Home > database >  Tensorflow NaN loss during training with Tf.math.is_nan function
Tensorflow NaN loss during training with Tf.math.is_nan function

Time:11-17

I have written a custom loss function that returns a loss of 0 when the ground truth labels (6d vector) are NaN and otherwise returns the mean squared error. Either all 6 features in the label are NaN, or there are no NaNs.

my loss function looks like:

tf.reduce_mean(tf.where(tf.math.is_nan(true_labels), tf.zeros_like(true_labels),
tf.square(tf.subtract(true_labels, predicted_labels))))

where true_labels and predicted_labels have shape (batch_size, 6), and only entire rows of either matrix can be NaN. I get NaN loss values in this case, even though I should be returning 0 for the loss when thr ground truth is NaN. I have also tested this issue with a work around by replacing all the NaN values with a large negative number (-1e4, which is outside the range of my data) during preprocessing, and then testing for NaNs in my loss function by using

tf.where(tf.math.less(true_labels, -9999), tf.zeros_like(true_labels),
tf.square(tf.subtract(true_labels, predicted_labels)))

This is a total hack, but works nonetheless. Therefore, I believe the issue is with the tf.math.is_nan function, but I have no idea why it gives my NaN losses. Furthermore, I have tested the loss function outside of training mode on some labels I made artificially, and it does not return NaNs then. Any help is appreciated.

This is my model below. It returns a (batch_size, 6) shaped Tensor. The first column is sigmoid activated to lie in [0,1] and is fed into a binary cross entropy loss function (that I did not include here, but confirmed that the NaN is not coming from the binary loss). The remaining 5 columns are fed into the custom loss function defined above.

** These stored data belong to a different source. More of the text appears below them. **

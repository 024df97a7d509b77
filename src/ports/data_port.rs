//! Price data access port trait.

use chrono::NaiveDate;

use crate::domain::error::StratlangError;
use crate::domain::table::PriceTable;

pub trait DataPort {
    /// Load the full table, keeping only rows inside the inclusive date
    /// range when bounds are given. Rows without timestamps are never
    /// filtered out.
    fn fetch_table(
        &self,
        start: Option<NaiveDate>,
        end: Option<NaiveDate>,
    ) -> Result<PriceTable, StratlangError>;
}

def custom_activation(tensor):
    first_node_sigmoid = tf.nn.sigmoid(tensor[:, :1])
    return tf.concat([first_node_sigmoid, tensor[:, 1:]], axis = 1)


def gen_model():
    IMAGE_SIZE = 200
    CONV_PARAMS = {"kernel_size": 3, "use_bias": False, "padding": "same"}
    CONV_PARAMS2 = {"kernel_size": 5, "use_bias": False, "padding": "same"}

    model = Sequential()
    model.add(
        Reshape((IMAGE_SIZE, IMAGE_SIZE, 1), input_shape=(IMAGE_SIZE, IMAGE_SIZE))
    )
    model.add(Conv2D(16, **CONV_PARAMS))
    model.add(BatchNormalization())
    model.add(Activation('relu'))
    model.add(MaxPool2D())
    model.add(Conv2D(32, **CONV_PARAMS))
    model.add(BatchNormalization())
    model.add(Activation('relu'))
    model.add(MaxPool2D())
    model.add(Conv2D(64, **CONV_PARAMS))
    model.add(BatchNormalization())
    model.add(Activation('relu'))
    model.add(Conv2D(64, **CONV_PARAMS))
    model.add(BatchNormalization())
    model.add(Activation('relu'))
    model.add(Conv2D(64, **CONV_PARAMS2))
    model.add(BatchNormalization())
    model.add(Activation('relu'))
    model.add(MaxPool2D())
    model.add(Conv2D(128, **CONV_PARAMS2))
    model.add(BatchNormalization())
    model.add(Activation('relu'))
    model.add(MaxPool2D())
    model.add(Conv2D(128, **CONV_PARAMS2))
    model.add(BatchNormalization())
    model.add(Activation('relu'))
    model.add(MaxPool2D())
    model.add(Flatten())
    model.add(Dense(64))
    model.add(Dense(6))
    model.add(tf.keras.layers.Lambda(custom_activation, name = "final_activation_layer"))
    return model

Here is an example of what the ground truth label looks like when the first feature is True (1):

 [  1.         106.         189.           2.64826314  19.
   26.44962941]

When the first feature is False (0), the label is

[0, nan, nan, nan, nan, nan]

Update:

After some debugging with tf.print statements, I found that my 'predicted_labels' are coming out as all NaN values. This issue does not occur when I use the 'hack' described above, so I don't think it is an issue wiht my data. I also checked that none of my images contain any NaNs after preprocessing when used as input to the network. Somehow, with the loss function described above, I get NaNs in my predicted values, but I have no idea why. I have tried lowering learning rate and batch size, but this does not help.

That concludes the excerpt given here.